«RECUPERANDO A GAZTAMBIDE» EN EL GAYARRE CON JOSÉ LUIS SOLA Y RAQUEL FERNÁNDEZ

CLÁSICA Xabier Armendáriz

«Recuperando a Gaztambide»

La década de 1850 vio resurgir en España un género musical que, en teoría, estaba en franca desaparición. En general, se trataba de encontrar una fórmula para poder crear un género musical y teatral específicamente español y que, sin renunciar a influencias externas pudiera conectar con el público y ofrecer una alternativa ibérica a la ópera al uso. Los responsables de ello fueron dos navarros, dos madrileños y un extremeño; es decir, Joaquín Gaztambide, Hilarión Eslava, Francisco Asenjo Barbieri, Rafael Hernando y Cristóbal Oudrid. En general, los miembros de esta primera generación de compositores de zarzuelas están hoy bastante olvidados. De todos ellos, el que mejor parado ha salido ha sido Francisco Asenjo Barbieri, que siempre fue el que desarrolló más sentido comercial. En el caso de Emilio Arrieta, nuestra visión sobre él sigue condicionada por el éxito de su principal obra, la versión operística de Marina. Y por lo que al otro compositor navarro se refiere, Joaquín Gaztambide, en su momento se le reconoció ampliamente como director de orquesta y sus obras disfrutaron importantes éxitos, pero pocas veces se escucha su obra.

En este contexto, el conjunto Sinfonía Navarra nos ha ofrecido una antología con algunos de los fragmentos más notables de las obras de Joaquín Gaztambide, donde de nuevo observamos sus aspectos más característicos. El autor tudelano fue siempre un interesante melodista, capaz de asumir plenamente el lenguaje belcantista de los compositores italianos de la primera mitad del siglo XIX, (incluso las escaladas de tensión del joven Verdi), y también algunos giros de tipo popular, en obras como la jota del tá y el té. Además, los giros armónicos sorprenden y la música adquiere un verdadero interés; en ningún momento el oyente pierde la atención. Este estilo tan característico ya se puede percibir en su primera zarzuela, La mensajera, cuyo número final recuerda por su escritura poderosamente al correspondiente de la ópera La sonámbula de Bellini. Es significativo que un compositor de la talla de Ruperto Chapí, él mismo un importante estudioso de la música de su tiempo, dedicara su atención al autor navarro y escribiera una importante paráfrasis para piano en torno a sus principales obras, que tuvimos ocasión de escuchar igualmente en esta sesión. En fin, Joaquín Gaztambide sigue necesitando una recuperación, y este concierto debe suponer un paso en esta dirección.

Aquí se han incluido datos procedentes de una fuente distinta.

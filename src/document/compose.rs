//! Pure composition of the invoice document model.
//!
//! [`compose`] turns the typed business records and the layout
//! configuration into the full block sequence of an invoice: header,
//! address block, itemized product table, closing text, signature, and
//! footer. No I/O happens here; images stay path references and the
//! output file is the orchestrator's concern.

use chrono::NaiveDate;
use rust_decimal::Decimal;

use crate::core::{
    Company, DatePattern, DecimalPattern, DecimalSymbols, InvoiceConfig, InvoiceError,
    InvoiceIdentity, Order,
};

use super::model::*;

/// Build the document model for one invoice.
///
/// Fails fast on an invalid configuration or a company with fewer than
/// two shareholders; nothing is partially composed on error.
pub fn compose(
    config: &InvoiceConfig,
    company: &Company,
    order: &Order,
    performance_date: NaiveDate,
) -> Result<Document, InvoiceError> {
    Composer::new(config, company, order, performance_date)?.document()
}

#[derive(Debug)]
pub(crate) struct Composer<'a> {
    config: &'a InvoiceConfig,
    company: &'a Company,
    order: &'a Order,
    invoice_date: NaiveDate,
    performance_date: NaiveDate,
    identity: InvoiceIdentity,
    readable: DatePattern,
    currency: DecimalPattern,
    quantity: DecimalPattern,
    symbols: DecimalSymbols,
    header_font: FontSpec,
    heading_font: FontSpec,
    paragraph_font: FontSpec,
    footer_font: FontSpec,
    rule: Rule,
}

impl<'a> Composer<'a> {
    pub(crate) fn new(
        config: &'a InvoiceConfig,
        company: &'a Company,
        order: &'a Order,
        performance_date: NaiveDate,
    ) -> Result<Self, InvoiceError> {
        let issues = config.validate();
        if !issues.is_empty() {
            return Err(InvoiceError::from_validation(&issues));
        }
        if company.shareholders.len() < 2 {
            return Err(InvoiceError::Config(format!(
                "company '{}' has {} shareholder(s), the invoice layout needs two",
                company.name,
                company.shareholders.len()
            )));
        }

        let wrap = |e: crate::core::PatternError| InvoiceError::Config(e.to_string());
        let compact = DatePattern::parse(&config.date_format).map_err(wrap)?;
        let readable = DatePattern::parse(&config.date_format_readable).map_err(wrap)?;
        let currency = DecimalPattern::parse(&config.currency_format).map_err(wrap)?;
        let quantity = DecimalPattern::parse(&config.quantity_format).map_err(wrap)?;

        let identity =
            InvoiceIdentity::derive(&order.number, order.date, &compact, &config.output_path);

        Ok(Self {
            config,
            company,
            order,
            invoice_date: order.date,
            performance_date,
            identity,
            readable,
            currency,
            quantity,
            symbols: config.decimal_symbols(),
            header_font: FontSpec::primary(config.header_font_size),
            heading_font: FontSpec::primary(config.heading_font_size),
            paragraph_font: FontSpec::primary(config.paragraph_font_size),
            footer_font: FontSpec::secondary(config.footer_font_size),
            rule: Rule {
                thickness: config.line_separator_width,
                width_percent: config.content_width,
                offset: config.line_separator_offset,
            },
        })
    }

    pub(crate) fn identity(&self) -> &InvoiceIdentity {
        &self.identity
    }

    pub(crate) fn document(&self) -> Result<Document, InvoiceError> {
        let config = self.config;
        let first = &self.company.shareholders[0];

        let blocks = vec![
            Block::Table(self.header()?),
            Block::Rule(self.rule),
            Block::Table(self.data_table()?),
            Block::Rule(self.rule),
            Block::Paragraph(self.heading()),
            Block::Blank,
            Block::Paragraph(Paragraph::new(
                format!(
                    "{} {},",
                    config.paragraph1, self.order.customer.party.last_name
                ),
                self.paragraph_font,
            )),
            Block::Blank,
            Block::Paragraph(Paragraph::new(&config.paragraph2, self.paragraph_font)),
            Block::Table(self.product_table()?),
            Block::Paragraph(Paragraph::new(&config.paragraph3, self.paragraph_font)),
            Block::Image(ImageNode::new(
                &config.signature_path,
                config.signature_scale_percent,
            )),
            Block::Paragraph(Paragraph::new(
                format!(
                    "{} ({}, {})",
                    first.full_name(),
                    self.company.address.location,
                    self.readable.format(self.invoice_date)
                ),
                self.paragraph_font,
            )),
            Block::Table(self.footer()?),
        ];

        Ok(Document { blocks })
    }

    fn heading(&self) -> Paragraph {
        Paragraph::new(
            format!("{} {}", self.config.heading, self.identity.id()),
            self.heading_font,
        )
        .spacing_before(self.config.default_spacing)
    }

    fn header(&self) -> Result<Table, InvoiceError> {
        let config = self.config;

        let title = Cell::text(&config.header, self.header_font)
            .v_align(VAlign::Middle)
            .borderless();

        let lettering = Cell::image(ImageNode::new(
            &config.lettering_path,
            config.lettering_scale_percent,
        ))
        .h_align(HAlign::Center)
        .v_align(VAlign::Middle)
        .borderless();
        let logo = Cell::image(ImageNode::new(&config.logo_path, config.logo_scale_percent))
            .h_align(HAlign::Center)
            .v_align(VAlign::Middle)
            .borderless();

        let images = Table::new(config.header_table_proportions.clone(), vec![lettering, logo])?;

        Ok(
            Table::new(vec![1, 1], vec![title, Cell::table(images).borderless()])?
                .width_percent(config.content_width),
        )
    }

    fn data_table(&self) -> Result<Table, InvoiceError> {
        let customer = self.customer_information();
        let company = self.company_information(self.paragraph_font);
        let [cust_name, cust_street, cust_location, cust_country] = customer;
        let [comp_name, comp_declaration, comp_street, comp_location, comp_country] = company;

        let cells = vec![
            cust_name,
            comp_name,
            cust_street,
            comp_declaration,
            cust_location,
            comp_street,
            cust_country,
            comp_location,
            self.empty_cell(),
            comp_country,
            self.empty_cell(),
            self.empty_cell(),
            self.empty_cell(),
            Cell::table(self.inner_data_table()?).borderless(),
        ];

        Ok(
            Table::new(self.config.data_table_proportions.clone(), cells)?
                .width_percent(self.config.content_width)
                .spacing_before(self.config.default_spacing),
        )
    }

    fn inner_data_table(&self) -> Result<Table, InvoiceError> {
        let config = self.config;
        let first = &self.company.shareholders[0];
        let second = &self.company.shareholders[1];

        let cells = vec![
            self.text_cell(format!("{} ({}):", config.phone_label, first.last_name)),
            self.text_cell(first.contact.phone.clone()),
            self.text_cell(format!("{} ({}):", config.phone_label, second.last_name)),
            self.text_cell(second.contact.phone.clone()),
            self.text_cell(format!("{}:", config.email_label)),
            self.text_cell(second.contact.email.clone()),
            self.text_cell(format!("{}:", config.invoice_number_label)),
            self.text_cell(self.identity.id().to_string()),
            self.text_cell(format!("{}:", config.customer_id_label)),
            self.text_cell(self.order.customer.id.to_string()),
            self.text_cell(format!("{}:", config.invoice_date_label)),
            self.text_cell(self.readable.format(self.invoice_date)),
            self.text_cell(format!("{}:", config.performance_date_label)),
            self.text_cell(self.readable.format(self.performance_date)),
        ];

        Table::new(config.inner_data_table_proportions.clone(), cells)
    }

    fn product_table(&self) -> Result<Table, InvoiceError> {
        let config = self.config;
        let mut cells = vec![
            Cell::text(&config.product_declaration_label, self.paragraph_font),
            Cell::text(&config.product_quantity_label, self.paragraph_font),
            Cell::text(&config.product_single_price_label, self.paragraph_font),
            Cell::text(&config.product_sum_price_label, self.paragraph_font),
        ];

        let mut sum = Decimal::ZERO;
        for product in &self.order.products {
            cells.push(Cell::text(&product.name, self.paragraph_font));
            cells.push(Cell::text(
                self.quantity
                    .format(Decimal::from(product.quantity), &self.symbols),
                self.paragraph_font,
            ));
            cells.push(Cell::text(
                self.currency.format(product.unit_price, &self.symbols),
                self.paragraph_font,
            ));
            cells.push(Cell::text(
                self.currency.format(product.line_total(), &self.symbols),
                self.paragraph_font,
            ));
            sum += product.line_total();
        }

        cells.push(Cell::text(" ", self.paragraph_font));
        cells.push(Cell::text(" ", self.paragraph_font));
        cells.push(Cell::text(
            format!("{}:", config.products_sum_price_label),
            self.paragraph_font,
        ));
        cells.push(Cell::text(
            self.currency.format(sum, &self.symbols),
            self.paragraph_font,
        ));

        Ok(Table::new(vec![1, 1, 1, 1], cells)?
            .width_percent(config.content_width)
            .spacing_before(config.default_spacing)
            .spacing_after(config.default_spacing.saturating_sub(10))
            .header_rows(1))
    }

    fn footer(&self) -> Result<Table, InvoiceError> {
        let [name, declaration, street, location, _country] =
            self.company_information(self.footer_font);
        let [iban, bic, bank, tax] = self.company_financial_information();

        let cells = vec![name, iban, declaration, bic, street, bank, location, tax];

        Ok(Table::new(vec![1, 1], cells)?
            .width_percent(self.config.content_width)
            .spacing_before(self.config.default_spacing))
    }

    fn customer_information(&self) -> [Cell; 4] {
        let customer = &self.order.customer.party;
        [
            self.text_cell(customer.full_name()),
            self.text_cell(customer.address.street_line()),
            self.text_cell(customer.address.location_line()),
            self.text_cell(customer.address.country.clone()),
        ]
    }

    fn company_information(&self, font: FontSpec) -> [Cell; 5] {
        let company = self.company;
        let cell = |text: String| Cell::text(text, font).borderless();
        [
            cell(company.name.clone()),
            cell(company.declaration.clone()),
            cell(company.address.street_line()),
            cell(company.address.location_line()),
            cell(company.address.country.clone()),
        ]
    }

    fn company_financial_information(&self) -> [Cell; 4] {
        let config = self.config;
        let account = &self.company.bank_account;
        let cell = |text: String| {
            Cell::text(text, self.footer_font)
                .h_align(HAlign::Right)
                .borderless()
        };
        [
            cell(format!("{}: {}", config.iban_label, account.iban)),
            cell(format!("{}: {}", config.bic_label, account.bic)),
            cell(format!("{}: {}", config.bank_label, account.bank_name)),
            cell(format!(
                "{}: {}",
                config.tax_number_label, self.company.tax_number
            )),
        ]
    }

    fn text_cell(&self, text: impl Into<String>) -> Cell {
        Cell::text(text, self.paragraph_font).borderless()
    }

    fn empty_cell(&self) -> Cell {
        self.text_cell(" ")
    }
}
#![no_main]

use libfuzzer_sys::fuzz_target;
use rechnung::loaders::OrdersLoader;

fuzz_target!(|data: &[u8]| {
    if let Ok(s) = std::str::from_utf8(data) {
        // Must not panic — errors are fine, panics are bugs.
        let _ = OrdersLoader::new().from_json(s);
    }
});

El único verdadero inconveniente para que esto se produzca es, seguramente, la propia exigencia vocal de la música de Gaztambide. Para esta ocasión, se ha contado con el tenor José Luis Sola, que demostró su gran calidad de fraseo en toda la sesión y afrontó con decisión los complicados agudos que Gaztambide le reserva. Por su parte, Raquel Fernández ofreció una voz de gran calidad, algo justa de volumen, y gran capacidad para resolver agilidades y agudos. Todos ellos se vieron acompañados por la Orquesta Sinfonía Navarra y una bien ajustada Coral Olitense, bajo el seguro mando de Javier Echarri. Los arreglos de Reinaldo Zhok resultaron muy eficaces, y el pianista demostró su calidad acreditada en la fantasía compuesta por Chapí, cuyo carácter salonesco quedó muy bien reflejado. Las presentaciones de Luis San Martín, siempre amenas, sirvieron adecuadamente para situar a Gaztambide en su contexto.

Es muy importante que conjuntos como Sinfonía Navarra iluminen a compositores que no han recibido el reconocimiento que merecen, como Joaquín Gaztambide, y es asimismo necesario que las grandes instituciones musicales pamplonesas también continúen el esfuerzo. No será por falta de repertorio por descubrir.